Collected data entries

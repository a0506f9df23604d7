//! Run event system.
//!
//! Every boundary in a cascade run — cell start, LLM turn, tool call, ward
//! verdict, candidate selection, signal rendezvous — emits an [`Event`]
//! through the run's [`EventBus`]. The bus does two things with each event:
//!
//! 1. writes it through to the durable [`LogStore`](crate::lars::store::LogStore);
//! 2. fans it out to live subscribers over a bounded broadcast channel.
//!
//! Publishers never block on slow consumers: a subscriber that falls behind
//! its buffer observes a lag error and may resubscribe; the durable log is
//! always complete. Events are totally ordered per session via the `seq`
//! counter, assigned under the publish lock.

use crate::lars::store::{LogStore, StoreError};
use chrono::{DateTime, Utc};
use serde::{Deserialize, Serialize};
use serde_json::Value;
use std::collections::HashMap;
use std::sync::Arc;
use tokio::sync::broadcast;
use tokio::sync::Mutex;

/// Everything that can happen during a run.
#[derive(Debug, Clone, Copy, PartialEq, Eq, Serialize, Deserialize)]
#[serde(rename_all = "snake_case")]
pub enum EventKind {
    CascadeStart,
    CascadeComplete,
    CascadeError,
    CellStart,
    CellComplete,
    TurnStart,
    /// Carries the turn's assistant text and tool calls so a session can be
    /// frozen into a replayable snapshot from the log alone.
    TurnComplete,
    ToolCall,
    ToolResult,
    CandidateStart,
    CandidateComplete,
    CandidateSelected,
    ReforgeStepStart,
    ReforgeStepComplete,
    WardPass,
    WardFail,
    Handoff,
    SignalWait,
    SignalFire,
    SignalTimeout,
    CheckpointWaiting,
    CheckpointResponded,
    TrainingInjected,
    ImageTruncated,
    StateMutated,
}

/// Timestamped envelope emitted to the bus and the log sink.
///
/// Events are immutable once emitted and keyed by
/// `(session_id, trace_id, seq)`.
#[derive(Debug, Clone, PartialEq, Serialize, Deserialize)]
pub struct Event {
    pub session_id: String,
    /// Trace node the event belongs to.
    pub trace_id: String,
    /// Monotonic per-session sequence number; the tie-breaker when clock
    /// skew makes timestamps ambiguous.
    pub seq: u64,
    pub timestamp: DateTime<Utc>,
    pub kind: EventKind,
    pub payload: Value,
}

/// Per-run event publisher with durable write-through.
pub struct EventBus {
    store: Arc<dyn LogStore>,
    sender: broadcast::Sender<Event>,
    /// session_id → next seq. Held across the store append so per-session
    /// order in the sink matches the assigned sequence.
    seqs: Mutex<HashMap<String, u64>>,
}

impl EventBus {
    /// Build a bus writing through to `store` with the given subscriber
    /// buffer capacity.
    pub fn new(store: Arc<dyn LogStore>, buffer: usize) -> Self {
        let (sender, _) = broadcast::channel(buffer.max(1));
        Self {
            store,
            sender,
            seqs: Mutex::new(HashMap::new()),
        }
    }

    /// Emit an event: assign its sequence number, append it to the store,
    /// and fan it out to subscribers.
    ///
    /// A store failure is logged and the event is still broadcast; the
    /// caller's control flow never depends on sink health.
    pub async fn publish(
        &self,
        session_id: &str,
        trace_id: &str,
        kind: EventKind,
        payload: Value,
    ) -> Event {
        let mut seqs = self.seqs.lock().await;
        let seq_slot = seqs.entry(session_id.to_string()).or_insert(0);
        let event = Event {
            session_id: session_id.to_string(),
            trace_id: trace_id.to_string(),
            seq: *seq_slot,
            timestamp: Utc::now(),
            kind,
            payload,
        };
        *seq_slot += 1;
        if let Err(e) = self.store.append_event(&event).await {
            log::warn!("event sink append failed: {}", e);
        }
        drop(seqs);

        // No receivers is fine; the durable log is the source of truth.
        let _ = self.sender.send(event.clone());
        event
    }

    /// Subscribe to the live event stream.
    ///
    /// Subscribers that fall behind the buffer see
    /// [`broadcast::error::RecvError::Lagged`] and can resynchronise from
    /// the log store.
    pub fn subscribe(&self) -> broadcast::Receiver<Event> {
        self.sender.subscribe()
    }

    /// Replay a session's events from the durable log.
    pub async fn replay_session(&self, session_id: &str) -> Result<Vec<Event>, StoreError> {
        self.store.events_for_session(session_id).await
    }
}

_Exercise requirements_.
The result consists of the line with "pub fn subscribe(&self)" through the last line of the entries above, repeated exactly and with nothing else.

_Completed exercise_.
    pub fn subscribe(&self) -> broadcast::Receiver<Event> {
        self.sender.subscribe()
    }

    /// Replay a session's events from the durable log.
    pub async fn replay_session(&self, session_id: &str) -> Result<Vec<Event>, StoreError> {
        self.store.events_for_session(session_id).await
    }
}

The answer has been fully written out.